Task details – Using the records below, give again exactly the lines from the line that contains "as published by" through the line that contains "implied warranty of", both ends included, and only those.

(Records supplied Opens)

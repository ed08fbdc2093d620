// Homewatt - Household energy telemetry collector and process supervisor
//
// Copyright 2026 The Homewatt Authors
//
// This program is free software: you can redistribute it and/or modify
// it under the terms of the GNU General Public License as published by
// the Free Software Foundation, either version 3 of the License, or
// (at your option) any later version.
//
// This program is distributed in the hope that it will be useful,
// but WITHOUT ANY WARRANTY; without even the implied warranty of
// MERCHANTABILITY or FITNESS FOR A PARTICULAR PURPOSE.  See the
// GNU General Public License for more details.
//
// You should have received a copy of the GNU General Public License
// along with this program.  If not, see <http://www.gnu.org/licenses/>.
//

//! Keep the required processes of the installation running.
//!
//! On every check the supervisor takes a fresh snapshot of the process table
//! and starts each required process that has no live match. Matching is by
//! command basename plus an identifying argument, so several processes
//! running the same interpreter are told apart. The tunnel process exposing
//! the dashboard is only checked for, never started.

mod network;
mod process;
mod site;

pub use crate::supervisor::network::{BackgroundNetworkCheck, Connectivity, NetworkMonitor, DEFAULT_PING_HOST};
pub use crate::supervisor::process::{
    ParseSpecError, ProcessError, ProcessIdentity, ProcessInfo, ProcessSpec, ProcessTable, SystemProcessTable,
};
pub use crate::supervisor::site::{SiteStatus, SiteWatcher, DEFAULT_EXPECTED_TEXT};

use crate::notify::Notifier;
use crate::storage::SqliteStorage;
use chrono::NaiveDateTime;
use std::path::{Path, PathBuf};
use std::sync::Arc;

/// Name of the tunnel process looked for on every check.
pub const DEFAULT_TUNNEL_NAME: &str = "ngrok";

/// What a single check found and did.
#[derive(Debug, Default, PartialEq, Eq)]
pub struct CheckReport {
    /// Token and pid of every process started.
    pub started: Vec<(String, u32)>,
    /// Token of every process that couldn't be started.
    pub failed: Vec<String>,
    /// Whether the tunnel was found, `None` when not checked.
    pub tunnel_running: Option<bool>,
}

#[derive(Debug, Clone, Copy, PartialEq, Eq)]
pub enum TerminateOutcome {
    Terminated(u32),
    NotRunning,
    Failed,
}

pub struct Supervisor<P: ProcessTable> {
    table: P,
    required: Vec<ProcessSpec>,
    tunnel: Option<String>,
    notifier: Arc<dyn Notifier>,
    own_pid: u32,
}

impl<P: ProcessTable> Supervisor<P> {
    pub fn new(table: P, required: Vec<ProcessSpec>, notifier: Arc<dyn Notifier>) -> Self {
        Self {
            table,
            required,
            tunnel: Some(DEFAULT_TUNNEL_NAME.to_owned()),
            notifier,
            own_pid: std::process::id(),
        }
    }

    /// Name of the tunnel process to look for, `None` to skip the check.
    pub fn with_tunnel(mut self, tunnel: Option<String>) -> Self {
        self.tunnel = tunnel;
        self
    }

    pub fn required(&self) -> &[ProcessSpec] {
        &self.required
    }

    /// Start every required process that isn't running and check for the tunnel.
    pub async fn check(&mut self, now: NaiveDateTime) -> CheckReport {
        let mut report = CheckReport::default();
        let processes = match self.table.list() {
            Ok(processes) => processes,
            Err(e) => {
                tracing::error!(message = "unable to list processes", error = %e);
                return report;
            }
        };

        for spec in self.required.iter() {
            let identity = spec.identity();
            let running = processes
                .iter()
                .any(|p| p.pid != self.own_pid && identity.matches(p));

            if running {
                continue;
            }

            match self.table.spawn(spec) {
                Ok(pid) => {
                    tracing::info!(message = "started required process", token = %spec.token, pid = pid);
                    self.notifier
                        .notify(&format!("{} {} has been started.", now, spec.token))
                        .await;
                    report.started.push((spec.token.clone(), pid));
                }
                Err(e) => {
                    tracing::error!(message = "unable to start required process", token = %spec.token, error = %e);
                    self.notifier
                        .notify(&format!("{} Error, {} couldn't be started: {}", now, spec.token, e))
                        .await;
                    report.failed.push(spec.token.clone());
                }
            }
        }

        if let Some(ref name) = self.tunnel {
            let needle = name.to_lowercase();
            let running = processes.iter().any(|p| {
                p.name.to_lowercase().contains(&needle)
                    || p.cmdline
                        .first()
                        .map(|c| c.to_lowercase().contains(&needle))
                        .unwrap_or(false)
            });

            if !running {
                tracing::warn!(message = "tunnel process not running", name = %name);
                self.notifier
                    .notify(&format!("{} Error, {} isn't running", now, capitalize(name)))
                    .await;
            }
            report.tunnel_running = Some(running);
        }

        report
    }

    /// Send `SIGTERM` to the first live process matching `identity`.
    pub async fn terminate(&mut self, identity: &ProcessIdentity, now: NaiveDateTime) -> TerminateOutcome {
        let processes = match self.table.list() {
            Ok(processes) => processes,
            Err(e) => {
                tracing::error!(message = "unable to list processes", error = %e);
                return TerminateOutcome::Failed;
            }
        };

        let pid = match processes
            .iter()
            .find(|p| p.pid != self.own_pid && identity.matches(p))
        {
            Some(p) => p.pid,
            None => {
                tracing::info!(message = "process to stop is not running", process = %identity);
                return TerminateOutcome::NotRunning;
            }
        };

        match self.table.terminate(pid) {
            Ok(()) => {
                tracing::info!(message = "sent SIGTERM", process = %identity, pid = pid);
                TerminateOutcome::Terminated(pid)
            }
            Err(e) => {
                tracing::error!(message = "unable to stop process", process = %identity, error = %e);
                self.notifier
                    .notify(&format!("{} Error, unable to stop {}: {}", now, identity, e))
                    .await;
                TerminateOutcome::Failed
            }
        }
    }
}

/// Copy the database into `dir` and notify the outcome.
pub async fn backup_database(
    storage: &SqliteStorage,
    dir: &Path,
    now: NaiveDateTime,
    notifier: &dyn Notifier,
) -> Option<PathBuf> {
    match storage.backup(dir, now.date()) {
        Ok(path) => {
            tracing::info!(message = "database backup written", path = %path.display());
            notifier
                .notify(&format!("{} Database backup saved to {}", now, path.display()))
                .await;
            Some(path)
        }
        Err(e) => {
            tracing::error!(message = "database backup failed", error = %e);
            notifier
                .notify(&format!("{} Error, database backup failed: {}", now, e))
                .await;
            None
        }
    }
}

fn capitalize(s: &str) -> String {
    let mut chars = s.chars();
    match chars.next() {
        Some(first) => first.to_uppercase().chain(chars).collect(),
        None => String::new(),
    }
}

(Records supplied Closes)

Task output –
// it under the terms of the GNU General Public License as published by
// the Free Software Foundation, either version 3 of the License, or
// (at your option) any later version.
//
// This program is distributed in the hope that it will be useful,
// but WITHOUT ANY WARRANTY; without even the implied warranty of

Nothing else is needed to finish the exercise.